//! Configuration file support.
//!
//! A single TOML file drives portfolio backtests, pair backtests and scans so
//! runs can be reproduced.

use crate::data::PriceTable;
use crate::engine::{PortfolioConfig, SimulationMode};
use crate::error::{EngineError, Result};
use crate::pairs::{PairsConfig, SmootherKind};
use crate::portfolio::WeightVector;
use crate::rebalance::RebalanceMode;
use crate::scan::ScanConfig;
use crate::types::ReturnKind;
use serde::{Deserialize, Serialize};
use std::collections::BTreeMap;
use std::fs;
use std::path::Path;
use tracing::info;

/// Complete engine configuration loaded from a file.
#[derive(Debug, Clone, Default, PartialEq, Serialize, Deserialize)]
pub struct EngineFileConfig {
    #[serde(default)]
    pub data: DataSettings,
    #[serde(default)]
    pub portfolio: PortfolioSettings,
    #[serde(default)]
    pub costs: CostSettings,
    #[serde(default)]
    pub risk: RiskSettings,
    #[serde(default)]
    pub pairs: PairsSettings,
    #[serde(default)]
    pub scan: ScanSettings,
}

/// Data settings.
#[derive(Debug, Clone, Default, PartialEq, Serialize, Deserialize)]
pub struct DataSettings {
    /// Long-format price CSV with `date,ticker,adj_close`.
    pub path: Option<String>,
    /// Directory for exported results.
    pub output_dir: Option<String>,
}

/// Portfolio backtest settings.
#[derive(Debug, Clone, PartialEq, Serialize, Deserialize)]
pub struct PortfolioSettings {
    /// Starting weights. Empty means equal weights over every ticker in the data.
    #[serde(default)]
    pub init_weights: BTreeMap<String, f64>,
    /// Target weights. Empty means the starting weights.
    #[serde(default)]
    pub target_weights: BTreeMap<String, f64>,
    #[serde(default = "default_window")]
    pub window: usize,
    #[serde(default = "default_step")]
    pub step: usize,
    #[serde(default)]
    pub return_kind: ReturnKind,
    #[serde(default)]
    pub rebalance_mode: RebalanceMode,
    #[serde(default = "default_drift_tolerance")]
    pub drift_tolerance: f64,
    #[serde(default)]
    pub mode: SimulationMode,
    #[serde(default)]
    pub drift_with_returns: bool,
}

fn default_window() -> usize { 60 }
fn default_step() -> usize { 20 }
fn default_drift_tolerance() -> f64 { 0.02 }

impl Default for PortfolioSettings {
    fn default() -> Self {
        Self {
            init_weights: BTreeMap::new(),
            target_weights: BTreeMap::new(),
            window: 60,
            step: 20,
            return_kind: ReturnKind::Simple,
            rebalance_mode: RebalanceMode::ThresholdDrift,
            drift_tolerance: 0.02,
            mode: SimulationMode::DailyStepped,
            drift_with_returns: false,
        }
    }
}

/// Transaction cost settings for the portfolio engine.
#[derive(Debug, Clone, Default, PartialEq, Serialize, Deserialize)]
pub struct CostSettings {
    /// Cost per unit of turnover, in basis points.
    #[serde(default)]
    pub cost_bps: f64,
}

/// Risk metric settings.
#[derive(Debug, Clone, PartialEq, Serialize, Deserialize)]
pub struct RiskSettings {
    /// Tail probability for VaR/CVaR.
    #[serde(default = "default_alpha")]
    pub alpha: f64,
    /// Daily risk-free rate for Sharpe and Sortino.
    #[serde(default)]
    pub risk_free_daily: f64,
}

fn default_alpha() -> f64 { 0.05 }

impl Default for RiskSettings {
    fn default() -> Self {
        Self {
            alpha: 0.05,
            risk_free_daily: 0.0,
        }
    }
}

/// Pairs strategy settings.
#[derive(Debug, Clone, PartialEq, Serialize, Deserialize)]
pub struct PairsSettings {
    #[serde(default = "default_open_z")]
    pub open_z: f64,
    #[serde(default = "default_close_z")]
    pub close_z: f64,
    #[serde(default = "default_max_holding_days")]
    pub max_holding_days: i64,
    #[serde(default = "default_pairs_cost_bps")]
    pub cost_bps: f64,
    #[serde(default = "default_zscore_window")]
    pub zscore_window: usize,
    #[serde(default = "default_min_observations")]
    pub min_observations: usize,
    #[serde(default = "default_process_var")]
    pub process_var: f64,
    #[serde(default = "default_obs_var")]
    pub obs_var: f64,
    #[serde(default)]
    pub smoother: SmootherKind,
}

fn default_open_z() -> f64 { 2.0 }
fn default_close_z() -> f64 { 0.5 }
fn default_max_holding_days() -> i64 { 15 }
fn default_pairs_cost_bps() -> f64 { 1.0 }
fn default_zscore_window() -> usize { 60 }
fn default_min_observations() -> usize { 30 }
fn default_process_var() -> f64 { 1e-3 }
fn default_obs_var() -> f64 { 1e-2 }

impl Default for PairsSettings {
    fn default() -> Self {
        let p = PairsConfig::default();
        Self {
            open_z: p.open_z,
            close_z: p.close_z,
            max_holding_days: p.max_holding_days,
            cost_bps: p.cost_bps,
            zscore_window: p.zscore_window,
            min_observations: p.min_observations,
            process_var: p.process_var,
            obs_var: p.obs_var,
            smoother: p.smoother,
        }
    }
}

/// Scanner settings.
#[derive(Debug, Clone, PartialEq, Serialize, Deserialize)]
pub struct ScanSettings {
    /// Universes by name. Empty means the built-in sector universes.
    #[serde(default)]
    pub universes: BTreeMap<String, Vec<String>>,
    /// Keep at most this many rows per universe; 0 keeps all.
    #[serde(default)]
    pub top: usize,
    /// Drop pairs that never traded.
    #[serde(default)]
    pub require_trades: bool,
}

impl Default for ScanSettings {
    fn default() -> Self {
        Self {
            universes: BTreeMap::new(),
            top: 0,
            require_trades: false,
        }
    }
}

impl EngineFileConfig {
    /// Load configuration from a TOML file.
    pub fn load(path: impl AsRef<Path>) -> Result<Self> {
        let path = path.as_ref();
        info!("Loading configuration from: {}", path.display());

        let content = fs::read_to_string(path)?;
        let config: EngineFileConfig = toml::from_str(&content)?;
        Ok(config)
    }

    /// Save configuration to a TOML file.
    pub fn save(&self, path: impl AsRef<Path>) -> Result<()> {
        let content =
            toml::to_string_pretty(self).map_err(|e| EngineError::ConfigError(e.to_string()))?;
        fs::write(path, content)?;
        Ok(())
    }

    pub fn portfolio_config(&self) -> PortfolioConfig {
        PortfolioConfig {
            window: self.portfolio.window,
            step: self.portfolio.step,
            return_kind: self.portfolio.return_kind,
            rebalance_mode: self.portfolio.rebalance_mode,
            drift_tolerance: self.portfolio.drift_tolerance,
            cost_bps: self.costs.cost_bps,
            mode: self.portfolio.mode,
            drift_with_returns: self.portfolio.drift_with_returns,
            alpha: self.risk.alpha,
            risk_free_daily: self.risk.risk_free_daily,
        }
    }

    pub fn pairs_config(&self) -> PairsConfig {
        PairsConfig {
            open_z: self.pairs.open_z,
            close_z: self.pairs.close_z,
            max_holding_days: self.pairs.max_holding_days,
            cost_bps: self.pairs.cost_bps,
            zscore_window: self.pairs.zscore_window,
            min_observations: self.pairs.min_observations,
            process_var: self.pairs.process_var,
            obs_var: self.pairs.obs_var,
            smoother: self.pairs.smoother,
        }
    }

    pub fn scan_config(&self) -> ScanConfig {
        ScanConfig {
            pairs: self.pairs_config(),
            universes: self.scan.universes.clone(),
            top: self.scan.top,
            require_trades: self.scan.require_trades,
        }
    }

    /// Starting and target weights, filling gaps from the price data.
    pub fn weights(&self, prices: &PriceTable) -> Result<(WeightVector, WeightVector)> {
        let init: WeightVector = if self.portfolio.init_weights.is_empty() {
            WeightVector::equal(&prices.tickers())
        } else {
            self.portfolio
                .init_weights
                .iter()
                .map(|(t, w)| (t.to_uppercase(), *w))
                .collect()
        };
        if init.is_empty() {
            return Err(EngineError::ConfigError(
                "no weights configured and no tickers in the data".to_string(),
            ));
        }
        let target = if self.portfolio.target_weights.is_empty() {
            init.clone()
        } else {
            self.portfolio
                .target_weights
                .iter()
                .map(|(t, w)| (t.to_uppercase(), *w))
                .collect()
        };
        Ok((init, target))
    }

    /// Example configuration file content.
    pub fn example() -> String {
        r#"# Portfolio and pairs backtest configuration

[data]
path = "data/prices.csv"    # columns: date,ticker,adj_close
# output_dir = "results"

[portfolio]
window = 60
step = 20
return_kind = "simple"      # or "log"
rebalance_mode = "threshold-drift"  # or "periodic"
drift_tolerance = 0.02
mode = "daily-stepped"      # or "window-stitched"
drift_with_returns = false

[portfolio.init_weights]
SPY = 0.6
TLT = 0.4

# [portfolio.target_weights]
# SPY = 0.5
# TLT = 0.5

[costs]
cost_bps = 5.0

[risk]
alpha = 0.05
risk_free_daily = 0.0

[pairs]
open_z = 2.0
close_z = 0.5
max_holding_days = 15
cost_bps = 1.0
zscore_window = 60
min_observations = 30
process_var = 0.001
obs_var = 0.01
smoother = "kalman"         # or "rolling-mean"

[scan]
top = 10
require_trades = false      # true drops pairs that never traded

# [scan.universes]
# XLK = ["AAPL", "MSFT", "NVDA", "AVGO"]
"#
        .to_string()
    }
}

○ ○ ○ ○ ○

This exercise calls for the line containing "process_var = 0.001" and each line after it in the records, copied exactly.

process_var = 0.001
obs_var = 0.01
smoother = "kalman"         # or "rolling-mean"

[scan]
top = 10
require_trades = false      # true drops pairs that never traded

# [scan.universes]
# XLK = ["AAPL", "MSFT", "NVDA", "AVGO"]
"#
        .to_string()
    }
}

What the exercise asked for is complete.